Patience. Attendre. Comme un saboteur qui allume une mèche assez longtemps pour s’éloigner calmement de la scène avant que l’explosion ne se produise, Bergoglio a l’intention de ” déclencher des processus ” dont les effets seront visibles bien après son départ. Comme l’a rapporté le père Adolfo Nicolas, l’ancien chef des Jésuites : “Le Pape François lui a dit un jour qu’il espérait rester comme Pontife jusqu’à ce que “les changements soient irréversibles”.” Comme nous l’avons vu, Bergoglio a déjà ” initié ” certains de ces ” processus ” qui, Dieu merci, sont tout à fait réversibles malgré sa notion hégélienne délirante d’un ” grain d’histoire ” unidirectionnel déterminé par Dieu.

La référence de Bergoglio dans le même message de Noël au ” changement qui se fonde principalement sur la fidélité au depositum fidei et à la Tradition ” n’est qu’un double langage moderniste. Le mot important dans cette phrase est ” principalement ” – la lacune adjectivale par laquelle les processus de changement sans fin doivent s’écouler au-delà des ” espaces ” confinés du passé, même les espaces où nous trouvons de ” nouvelles formulations ” de l’enseignement de l’Eglise.

En attendant, comme toujours, les opposants ” rigides ” à la théologie du processus de Bergoglio – c’est-à-dire les catholiques qui croient que la Foi a un contenu absolument invariant, non affecté par le simple passage du temps – doivent être dénoncés depuis la chaire de tyran du démagogue. C’est pourquoi, comme le rappelait Bergoglio à la Curie romaine, il faut que les catholiques qui croient que la Foi a un contenu absolument invariable et qui n’est pas affecté par le simple passage du temps soient dénoncés de la chaire de tyrannie du démagogue :

Ici, il faut se méfier de la tentation de la torigidité [c’est lui qui souligne]. Une rigidité née de la peur du changement, qui finit par dresser des clôtures et des obstacles sur le terrain du bien commun, le transformant en un champ de mines d’incompréhension et de haine. Rappelons-nous toujours que derrière toute forme de rigidité se cache une sorte de déséquilibre. La rigidité et le déséquilibre s’alimentent mutuellement dans un cercle vicieux. Et aujourd’hui, cette tentation de la rigidité est devenue très réelle.

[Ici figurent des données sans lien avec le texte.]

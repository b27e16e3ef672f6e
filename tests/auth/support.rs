#![allow(dead_code)]

use std::sync::Arc;
use std::time::Duration;

use axum::{
    body::{to_bytes, Body},
    http::{header, HeaderMap, Method, Request, StatusCode},
    Router,
};
use erpgate::{
    api::{build_router, ApiState},
    auth::{
        validation::{LoginRequest, RegisterRequest},
        AuthService, CredentialHasher, JwtCodec, JwtConfig, PasswordHashConfig, TokenPair,
        UserResponse, UserService,
    },
    config::DatabaseConfig,
    storage::{self, create_pool, DbPool},
};
use serde_json::Value;
use tempfile::TempDir;
use tower::ServiceExt;

pub const PASSWORD: &str = "password123";

pub fn jwt_config() -> JwtConfig {
    JwtConfig {
        access_secret: "access-secret-for-tests-0123456789abcdef".into(),
        refresh_secret: "refresh-secret-for-tests-0123456789abcdef".into(),
    }
}

pub struct TestApp {
    pub pool: DbPool,
    pub auth: Arc<AuthService>,
    pub users: Arc<UserService>,
    pub request_timeout: Duration,
    _dir: TempDir,
}

impl TestApp {
    pub fn state(&self) -> ApiState {
        ApiState {
            pool: self.pool.clone(),
            auth: self.auth.clone(),
            users: self.users.clone(),
            request_timeout: self.request_timeout,
            cookie_secure: false,
        }
    }

    pub fn router(&self) -> Router {
        build_router(self.state(), false)
    }

    pub async fn register(&self, name: &str, email: &str, role: &str) -> UserResponse {
        let mut tx = storage::begin(&self.pool).await.expect("begin");
        let user = self
            .auth
            .register(
                &mut tx,
                RegisterRequest {
                    name: name.into(),
                    email: email.into(),
                    password: PASSWORD.into(),
                    role: role.into(),
                },
            )
            .await
            .expect("register");
        storage::commit(tx, "register").await.expect("commit");
        user
    }

    pub async fn login(&self, email: &str, password: &str) -> erpgate::Result<TokenPair> {
        let mut tx = storage::begin(&self.pool).await?;
        let pair = self
            .auth
            .login(&mut tx, LoginRequest { email: email.into(), password: password.into() })
            .await?;
        storage::commit(tx, "login").await?;
        Ok(pair)
    }

    pub async fn refresh(&self, token: &str) -> erpgate::Result<TokenPair> {
        let mut tx = storage::begin(&self.pool).await?;
        let pair = self.auth.refresh_token(&mut tx, token).await?;
        storage::commit(tx, "refresh").await?;
        Ok(pair)
    }

    pub async fn session_count(&self) -> i64 {
        sqlx::query_scalar::<_, i64>("SELECT COUNT(*) FROM refresh_tokens")
            .fetch_one(&self.pool)
            .await
            .expect("count sessions")
    }

    pub async fn send(&self, request: Request<Body>) -> TestResponse {
        let response = self.router().oneshot(request).await.expect("router response");
        let status = response.status();
        let headers = response.headers().clone();
        let bytes = to_bytes(response.into_body(), usize::MAX).await.expect("read body");
        let body = if bytes.is_empty() {
            Value::Null
        } else {
            serde_json::from_slice(&bytes).expect("json body")
        };
        TestResponse { status, headers, body }
    }
}

pub async fn setup_test_app() -> TestApp {
    setup_test_app_with_timeout(Duration::from_secs(10)).await
}

pub async fn setup_test_app_with_timeout(request_timeout: Duration) -> TestApp {
    let dir = tempfile::tempdir().expect("create temp dir");
    let config = DatabaseConfig {
        url: format!("sqlite://{}", dir.path().join("erpgate.db").display()),
        max_connections: 5,
        min_connections: 0,
        auto_migrate: true,
        ..Default::default()
    };
    let pool = create_pool(&config).await.expect("create sqlite pool");

    let hasher = CredentialHasher::new(&PasswordHashConfig::insecure_fast()).expect("hasher");
    let codec = JwtCodec::new(&jwt_config()).expect("codec");

    TestApp {
        pool,
        auth: Arc::new(AuthService::with_sqlx(hasher, codec)),
        users: Arc::new(UserService::with_sqlx()),
        request_timeout,
        _dir: dir,
    }
}

pub struct TestResponse {
    pub status: StatusCode,
    pub headers: HeaderMap,
    pub body: Value,
}

impl TestResponse {
    /// The `Set-Cookie` header for the refresh cookie, if any.
    pub fn refresh_cookie(&self) -> Option<String> {
        self.headers
            .get_all(header::SET_COOKIE)
            .iter()
            .filter_map(|value| value.to_str().ok())
            .find(|value| value.starts_with("refresh_token="))
            .map(str::to_string)
    }

    /// Value of the refresh cookie, without attributes.
    pub fn refresh_cookie_value(&self) -> Option<String> {
        self.refresh_cookie().and_then(|cookie| {
            cookie
                .split(';')
                .next()
                .and_then(|pair| pair.strip_prefix("refresh_token="))
                .map(str::to_string)
        })
    }
}

pub struct RequestBuilder {
    method: Method,
    uri: String,
    bearer: Option<String>,
    cookie: Option<String>,
    body: Option<Value>,
}

pub fn request(method: Method, uri: &str) -> RequestBuilder {
    RequestBuilder { method, uri: uri.to_string(), bearer: None, cookie: None, body: None }
}

impl RequestBuilder {
    pub fn bearer(mut self, token: &str) -> Self {
        self.bearer = Some(token.to_string());
        self
    }

    pub fn refresh_cookie(mut self, token: &str) -> Self {
        self.cookie = Some(format!("refresh_token={}", token));
        self
    }

    pub fn json(mut self, body: Value) -> Self {
        self.body = Some(body);
        self
    }

    pub fn build(self) -> Request<Body> {
        let mut builder = Request::builder().method(self.method).uri(self.uri);
        if let Some(token) = self.bearer {
            builder = builder.header(header::AUTHORIZATION, format!("Bearer {}", token));
        }
        if let Some(cookie) = self.cookie {
            builder = builder.header(header::COOKIE, cookie);
        }
        match self.body {
            Some(body) => builder
                .header(header::CONTENT_TYPE, "application/json")
                .body(Body::from(body.to_string()))
                .expect("build request"),
            None => builder.body(Body::empty()).expect("build request"),
        }
    }
}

En d’autres termes, ceux qui craignent le changement sont des malades mentaux. C’est à ce niveau rhétorique qu’opère ce fanatique arrogant – pourquoi mâcher des mots ? Nous devons changer ! Le changement décrété par le Dieu qui est présent dans les processus historiques dont Bergoglio est l’initiateur prophétique. Il n’est pas nécessaire d’être précis. Le déroulement implacable des processus initiés parlera de lui-même. Le changement, le changement sans fin, est le mode même de la grâce divine dans l’histoire. Elle veut que seuls les prophètes ouvrent la voie en initiant les processus, tout comme Jean a ouvert la voie à Jésus. Et Bergoglio en est un.

Voici donc le risorgimento bergoglien. Après le calme relatif du Répit bénédictin, qui menaçait de démontrer que les ” processus ” de Bergoglio ne sont ni divins ni irréversibles, la révolution post-conciliaire reprend pleinement, avec intérêt, et les offres pour faire paraître même les dévastations de l’aggiornamento de Vatican II conservatrices par comparaison.

L’Église a survécu à d’horribles pontificats et elle survivra même à celui-ci. Et comme toutes les crises précédentes dans l’Église, celle-ci aussi se terminera par une restauration véritable et correcte. Contrairement à la flèche du temps, l’histoire ne pointe pas dans une seule direction. Mais maintenant – s’il vous plaît Dieu, maintenant – il semblerait que le moment soit opportun pour le Seigneur de l’Histoire de donner à Bergoglio cette leçon d’histoire.